Éducation thérapeutique et oncologie échanges musclés

Je me suis invitée à la 1ère rencontre régionale « Parcours de soins et éducation des patients en cancérologie » qui a eu lieu le 15 novembre 2016 à Saintes. Un sujet qui me tient particulièrement à cœur en ce moment puisque je bosse sur mon bouquin pour l’auto prise en charge dans le cadre du cancer du sein donc je ne pouvais pas ne pas y aller 😉 . Invitée…parce que je l’ai appris par hasard grâce à Catherine (que je remercie au passage), une collègue kiné rencontrée à ma dernière formation de pilates (si ça vous intéresse : Pilates : ma formation kiné.) Déjà un souci de communication vers les libéraux peut-être…

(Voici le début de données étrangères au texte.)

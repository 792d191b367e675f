//! Trainer worker and its training guard.
//!
//! ```text
//! TrainerMsg ──► drain ──► ReplayBuffer ──► sample ──► TrainingAgent::train
//!                                                         │
//!                          WeightSlot ◄── publish_if_empty┘──► TrainerStats
//! ```

pub mod agent;
pub mod trainer;


pub use agent::{TrainError, TrainReport, TrainingAgent};
pub use trainer::{Trainer, TrainerChannels};
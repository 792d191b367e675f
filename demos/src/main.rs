//! Self-play training demo on the built-in race game.
//!
//! ```bash
//! # Defaults: 4 actors, 1000 episodes, 2-player race to square 20
//! cargo run --release --bin selfplay
//!
//! # Bootstrap with heuristic actors, 3 players, fixed seed
//! RUST_LOG=selfplay_rl=debug cargo run --release --bin selfplay -- \
//!     --players 3 --bootstrap-episodes 100 --seed 42
//!
//! # Start from a JSON config; flags override it
//! cargo run --release --bin selfplay -- --config run.json --num-actors 8
//! ```

use anyhow::Context;
use clap::Parser;
use selfplay_rl::toy::RaceComponents;
use selfplay_rl::{Orchestrator, OrchestratorConfig};
use std::path::PathBuf;
use tracing::info;
use tracing_subscriber::EnvFilter;

/// Self-play actor/trainer run on a multiplayer race game
#[derive(Parser, Debug)]
#[command(name = "selfplay")]
#[command(about = "Distributed self-play training on a toy race game", long_about = None)]
struct Args {
    /// JSON run configuration; missing fields take their defaults
    #[arg(long)]
    config: Option<PathBuf>,

    /// Actor pool size
    #[arg(long)]
    num_actors: Option<usize>,

    /// Results to process before shutting down
    #[arg(long)]
    num_episodes: Option<u64>,

    /// Results generated by heuristic actors before switching to search
    #[arg(long)]
    bootstrap_episodes: Option<u64>,

    /// Master seed for job seeds
    #[arg(long)]
    seed: Option<u64>,

    /// Checkpoint base path to warm-start from
    #[arg(long)]
    load_model_path: Option<PathBuf>,

    /// Checkpoint base path to write
    #[arg(long)]
    save_model_path: Option<PathBuf>,

    /// Number of racers
    #[arg(long, default_value_t = 2)]
    players: usize,

    /// Square that wins the race
    #[arg(long, default_value_t = 20)]
    target: u32,
}

impl Args {
    fn run_config(&self) -> anyhow::Result<OrchestratorConfig> {
        let mut config = match &self.config {
            Some(path) => OrchestratorConfig::from_json_file(path)
                .with_context(|| format!("loading {}", path.display()))?,
            None => OrchestratorConfig::default(),
        };
        // Assigned directly so a zero pool reaches validation as an error.
        if let Some(n) = self.num_actors {
            config.num_actors = n;
        }
        if let Some(n) = self.num_episodes {
            config = config.with_num_episodes(n);
        }
        if let Some(n) = self.bootstrap_episodes {
            config = config.with_bootstrap_episodes(n);
        }
        if let Some(seed) = self.seed {
            config = config.with_master_seed(seed);
        }
        if let Some(path) = &self.load_model_path {
            config = config.with_load_model_path(path);
        }
        if let Some(path) = &self.save_model_path {
            config = config.with_save_model_path(path);
        }
        Ok(config)
    }
}

fn main() -> anyhow::Result<()> {
    tracing_subscriber::fmt()
        .with_env_filter(EnvFilter::try_from_default_env().unwrap_or_else(|_| EnvFilter::new("info")))
        .with_thread_names(true)
        .init();

    let args = Args::parse();
    let config = args.run_config()?;
    let components = RaceComponents::new(args.players, args.target, config.trainer.learning_rate);

    let mut orchestrator = Orchestrator::new(config, components);
    let summary = orchestrator.run().context("self-play run failed")?;

    info!(
        completed = summary.completed,
        games = summary.games_processed,
        aborted = summary.episodes_aborted,
        train_steps = summary.train_steps,
        skipped_batches = summary.skipped_batches,
        actor_crashes = summary.actor_crashes,
        games_per_second = summary.games_per_second(),
        "done"
    );
    Ok(())
}

#[cfg(test)]
mod tests {
    use super::*;
    use selfplay_rl::ConfigError;

    #[test]
    fn test_flags_override_defaults() {
        let args = Args::try_parse_from(["selfplay", "--num-actors", "3", "--seed", "9"]).unwrap();
        let config = args.run_config().unwrap();
        assert_eq!(config.num_actors, 3);
        assert_eq!(config.master_seed, Some(9));
    }

    #[test]
    fn test_zero_actors_is_a_config_error() {
        let args = Args::try_parse_from(["selfplay", "--num-actors", "0"]).unwrap();
        let config = args.run_config().unwrap();
        assert!(matches!(config.validate(), Err(ConfigError::Invalid(_))));
    }
}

NB : cet article sur l’Education Thérapeutique du Patient (ETP) est technique et intéressera essentiellement les professionnels de santé. Pour les autres je vous invite quand même à jeter directement à un coup d’œil au dernier paragraphe « synthèse de la journée » parce que malgré tout cela nous concerne tous. Et en tant que patient vous pouvez devenir patient ressource si vous souhaitez vous investir.Si vous ne savez pas ce qu’est l’etp, un article pour comprendre : education-therapeutique-patient-1/

Organisation de la journée

Avant tout je tiens à féliciter l’équipe de l’hôpital de Saintonge qui a organisé la journée parce que tout était parfait, du petit-déj’ au soir dans les beaux locaux du CA prêtés gracieusement et avec Pfizer comme laboratoire partenaire (comme ça les liens d’intérêt c’est fait !). Avant de venir, chacun des participants a choisi de participer à 3 ateliers sur les 6 thèmes proposés qui se dérouleront sur la journée entre la plénière d’introduction et le soir la plénière de synthèse de ce qui s’est dit dans tous les ateliers de la journée.

Plénière d’introduction

La voix de l’ARS

Patrick Lepault, conseiller médical de l’ars et référent régional cancer introduit le programme de la journée.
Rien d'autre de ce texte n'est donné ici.